[[ Records for processing open ]]
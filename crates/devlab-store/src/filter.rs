//! Record filters

use chrono::{DateTime, Utc};
use devlab_types::{Scenario, ScenarioStatus};

/// Conjunction of optional predicates over scenario records
///
/// An empty filter matches every record.
#[derive(Debug, Clone, Default, PartialEq, Eq)]
pub struct ScenarioFilter {
    /// Status must be one of these (empty: any)
    pub statuses: Vec<ScenarioStatus>,
    /// `created_at` strictly before this instant
    pub created_before: Option<DateTime<Utc>>,
    /// Require a non-empty `container_id`
    pub container_id_present: bool,
    /// Owner must match
    pub user_id: Option<String>,
}

impl ScenarioFilter {
    /// Filter matching everything
    #[inline]
    #[must_use]
    pub fn new() -> Self {
        Self::default()
    }

    /// Records still holding a live resource and older than `cutoff`
    #[must_use]
    pub fn expired(cutoff: DateTime<Utc>) -> Self {
        Self::new()
            .with_statuses([ScenarioStatus::Provisioning, ScenarioStatus::Running])
            .with_created_before(cutoff)
    }

    /// Records referencing a runtime resource
    #[must_use]
    pub fn with_container() -> Self {
        Self {
            container_id_present: true,
            ..Self::default()
        }
    }

    /// Records owned by `user_id`
    #[must_use]
    pub fn for_user(user_id: impl Into<String>) -> Self {
        Self {
            user_id: Some(user_id.into()),
            ..Self::default()
        }
    }

    /// With allowed statuses
    #[inline]
    #[must_use]
    pub fn with_statuses(mut self, statuses: impl IntoIterator<Item = ScenarioStatus>) -> Self {
        self.statuses = statuses.into_iter().collect();
        self
    }

    /// With creation cutoff
    #[inline]
    #[must_use]
    pub fn with_created_before(mut self, cutoff: DateTime<Utc>) -> Self {
        self.created_before = Some(cutoff);
        self
    }

    /// Whether `scenario` satisfies every predicate
    #[must_use]
    pub fn matches(&self, scenario: &Scenario) -> bool {
        if !self.statuses.is_empty() && !self.statuses.contains(&scenario.status) {
            return false;
        }
        if let Some(cutoff) = self.created_before {
            if scenario.created_at >= cutoff {
                return false;
            }
        }
        if self.container_id_present && !scenario.has_container() {
            return false;
        }
        if let Some(user) = &self.user_id {
            if &scenario.user_id != user {
                return false;
            }
        }
        true
    }
}

#[cfg(test)]
mod tests {
    use super::*;
    use chrono::Duration;
    use devlab_types::ScenarioId;

    fn scenario(status: ScenarioStatus, age_hours: i64) -> Scenario {
        let mut s = Scenario::new(ScenarioId::new("scn-1"), "alice", "go", "c1", 3001)
            .created_at(Utc::now() - Duration::hours(age_hours));
        s.status = status;
        s
    }

    #[test]
    fn empty_filter_matches_all() {
        assert!(ScenarioFilter::new().matches(&scenario(ScenarioStatus::CleanedUp, 0)));
    }

    #[test]
    fn expired_filter_selects_old_live_records() {
        let filter = ScenarioFilter::expired(Utc::now() - Duration::hours(24));
        assert!(filter.matches(&scenario(ScenarioStatus::Running, 25)));
        assert!(filter.matches(&scenario(ScenarioStatus::Provisioning, 30)));
        assert!(!filter.matches(&scenario(ScenarioStatus::Running, 1)));
        assert!(!filter.matches(&scenario(ScenarioStatus::Stopped, 48)));
    }

    #[test]
    fn container_filter_skips_blank_ids() {
        let mut s = scenario(ScenarioStatus::Running, 0);
        assert!(ScenarioFilter::with_container().matches(&s));
        s.container_id = String::new();
        assert!(!ScenarioFilter::with_container().matches(&s));
    }

    #[test]
    fn user_filter() {
        let s = scenario(ScenarioStatus::Running, 0);
        assert!(ScenarioFilter::for_user("alice").matches(&s));
        assert!(!ScenarioFilter::for_user("bob").matches(&s));
    }
}
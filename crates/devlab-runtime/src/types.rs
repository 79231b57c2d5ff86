//! Request and observation types exchanged with a container runtime

use std::collections::HashMap;
use std::fmt;

/// Port the interactive shell service listens on inside every sandbox
pub const SHELL_PORT: u16 = 3000;

/// Label marking containers owned by DevLab
pub const MANAGED_LABEL: &str = "devlab.managed";

/// Label carrying the scenario type
pub const SCENARIO_TYPE_LABEL: &str = "devlab.scenario_type";

/// Live state of a runtime resource as reported by the engine
#[derive(Debug, Clone, PartialEq, Eq, Hash)]
pub enum LiveStatus {
    /// Created, never started
    Created,
    /// Running
    Running,
    /// Paused
    Paused,
    /// Restarting
    Restarting,
    /// Being removed
    Removing,
    /// Exited
    Exited,
    /// Dead
    Dead,
    /// Stopped (engines other than Docker)
    Stopped,
    /// Anything else the engine reports
    Other(String),
}

impl LiveStatus {
    /// Parse an engine state string; never fails
    #[must_use]
    pub fn parse(state: &str) -> Self {
        match state.trim().to_ascii_lowercase().as_str() {
            "created" => LiveStatus::Created,
            "running" => LiveStatus::Running,
            "paused" => LiveStatus::Paused,
            "restarting" => LiveStatus::Restarting,
            "removing" => LiveStatus::Removing,
            "exited" => LiveStatus::Exited,
            "dead" => LiveStatus::Dead,
            "stopped" => LiveStatus::Stopped,
            _ => LiveStatus::Other(state.to_string()),
        }
    }

    /// Engine spelling
    #[must_use]
    pub fn as_str(&self) -> &str {
        match self {
            LiveStatus::Created => "created",
            LiveStatus::Running => "running",
            LiveStatus::Paused => "paused",
            LiveStatus::Restarting => "restarting",
            LiveStatus::Removing => "removing",
            LiveStatus::Exited => "exited",
            LiveStatus::Dead => "dead",
            LiveStatus::Stopped => "stopped",
            LiveStatus::Other(s) => s,
        }
    }

    /// Shell service may be reachable
    #[inline]
    #[must_use]
    pub fn is_running(&self) -> bool {
        matches!(self, LiveStatus::Running)
    }

    /// Resource has halted
    #[inline]
    #[must_use]
    pub fn is_stopped(&self) -> bool {
        matches!(self, LiveStatus::Exited | LiveStatus::Stopped)
    }
}

impl fmt::Display for LiveStatus {
    fn fmt(&self, f: &mut fmt::Formatter<'_>) -> fmt::Result {
        f.write_str(self.as_str())
    }
}

/// Summary of one resource known to the runtime
#[derive(Debug, Clone, PartialEq, Eq)]
pub struct ContainerInfo {
    /// Engine ID
    pub id: String,
    /// Display name
    pub name: String,
    /// Raw engine state
    pub state: String,
}

/// What to provision
#[derive(Debug, Clone, PartialEq, Eq)]
pub struct ProvisionRequest {
    /// Image selector; the backend resolves it through its catalog
    pub scenario_type: String,
    /// Optional user script run after the shell service is up
    pub script: Option<String>,
    /// Port the shell service listens on inside the resource
    pub container_port: u16,
    /// Optional resource name
    pub name: Option<String>,
    /// Extra labels
    pub labels: HashMap<String, String>,
}

impl ProvisionRequest {
    /// New request for `scenario_type`
    #[must_use]
    pub fn new(scenario_type: impl Into<String>) -> Self {
        Self {
            scenario_type: scenario_type.into(),
            script: None,
            container_port: SHELL_PORT,
            name: None,
            labels: HashMap::new(),
        }
    }

    /// With user script (blank scripts are dropped)
    #[must_use]
    pub fn with_script(mut self, script: Option<String>) -> Self {
        self.script = script.filter(|s| !s.trim().is_empty());
        self
    }

    /// With resource name
    #[must_use]
    pub fn with_name(mut self, name: impl Into<String>) -> Self {
        self.name = Some(name.into());
        self
    }

    /// With extra label
    #[must_use]
    pub fn with_label(mut self, key: impl Into<String>, value: impl Into<String>) -> Self {
        self.labels.insert(key.into(), value.into());
        self
    }

    /// Labels to attach, including the ownership markers
    #[must_use]
    pub fn all_labels(&self) -> HashMap<String, String> {
        let mut labels = self.labels.clone();
        labels.insert(MANAGED_LABEL.to_string(), "true".to_string());
        labels.insert(SCENARIO_TYPE_LABEL.to_string(), self.scenario_type.clone());
        labels
    }
}

/// Result of a successful provision
#[derive(Debug, Clone, PartialEq, Eq)]
pub struct Provisioned {
    /// Engine ID of the new resource
    pub container_id: String,
    /// Host port bound to the shell service
    pub host_port: u16,
}

/// Host-side address bound to a container port
#[derive(Debug, Clone, PartialEq, Eq)]
pub struct HostAddress {
    /// Bound host IP (may be a wildcard)
    pub host_ip: String,
    /// Bound host port
    pub host_port: u16,
}

impl HostAddress {
    /// `http://host:port`, replacing wildcard/empty IPs with `public_host`
    #[must_use]
    pub fn url(&self, public_host: &str) -> String {
        let host = match self.host_ip.as_str() {
            "" | "0.0.0.0" | "::" => public_host,
            ip => ip,
        };
        format!("http://{host}:{}", self.host_port)
    }
}

#[cfg(test)]
mod tests {
    use super::*;

    #[test]
    fn live_status_parse_is_total() {
        assert_eq!(LiveStatus::parse("running"), LiveStatus::Running);
        assert_eq!(LiveStatus::parse(" Exited "), LiveStatus::Exited);
        assert_eq!(
            LiveStatus::parse("hibernating"),
            LiveStatus::Other("hibernating".to_string())
        );
        assert_eq!(LiveStatus::parse("hibernating").as_str(), "hibernating");
    }

    #[test]
    fn only_exited_and_stopped_count_as_stopped() {
        assert!(LiveStatus::Exited.is_stopped());
        assert!(LiveStatus::Stopped.is_stopped());
        assert!(!LiveStatus::Paused.is_stopped());
        assert!(!LiveStatus::Dead.is_stopped());
    }

    #[test]
    fn blank_script_is_dropped() {
        let req = ProvisionRequest::new("go").with_script(Some("  ".into()));
        assert!(req.script.is_none());
    }

    #[test]
    fn labels_include_ownership_marker() {
        let labels = ProvisionRequest::new("k8s")
            .with_label("devlab.scenario_id", "scn-1")
            .all_labels();
        assert_eq!(labels.get(MANAGED_LABEL).map(String::as_str), Some("true"));
        assert_eq!(labels.get(SCENARIO_TYPE_LABEL).map(String::as_str), Some("k8s"));
        assert_eq!(labels.get("devlab.scenario_id").map(String::as_str), Some("scn-1"));
    }

    #[test]
    fn wildcard_host_ip_uses_public_host() {
        let addr = HostAddress {
            host_ip: "0.0.0.0".into(),
            host_port: 3004,
        };
        assert_eq!(addr.url("localhost"), "http://localhost:3004");

        let addr = HostAddress {
            host_ip: "10.0.0.5".into(),
            host_port: 3001,
        };
        assert_eq!(addr.url("localhost"), "http://10.0.0.5:3001");
    }
}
[[ Records for processing closed ]]
What is being asked: Please output exactly the lines from the one containing "assert!(LiveStatus::Stopped.is_stopped());" through the end of the records, both included.

Task answer:
        assert!(LiveStatus::Stopped.is_stopped());
        assert!(!LiveStatus::Paused.is_stopped());
        assert!(!LiveStatus::Dead.is_stopped());
    }

    #[test]
    fn blank_script_is_dropped() {
        let req = ProvisionRequest::new("go").with_script(Some("  ".into()));
        assert!(req.script.is_none());
    }

    #[test]
    fn labels_include_ownership_marker() {
        let labels = ProvisionRequest::new("k8s")
            .with_label("devlab.scenario_id", "scn-1")
            .all_labels();
        assert_eq!(labels.get(MANAGED_LABEL).map(String::as_str), Some("true"));
        assert_eq!(labels.get(SCENARIO_TYPE_LABEL).map(String::as_str), Some("k8s"));
        assert_eq!(labels.get("devlab.scenario_id").map(String::as_str), Some("scn-1"));
    }

    #[test]
    fn wildcard_host_ip_uses_public_host() {
        let addr = HostAddress {
            host_ip: "0.0.0.0".into(),
            host_port: 3004,
        };
        assert_eq!(addr.url("localhost"), "http://localhost:3004");

        let addr = HostAddress {
            host_ip: "10.0.0.5".into(),
            host_port: 3001,
        };
        assert_eq!(addr.url("localhost"), "http://10.0.0.5:3001");
    }
}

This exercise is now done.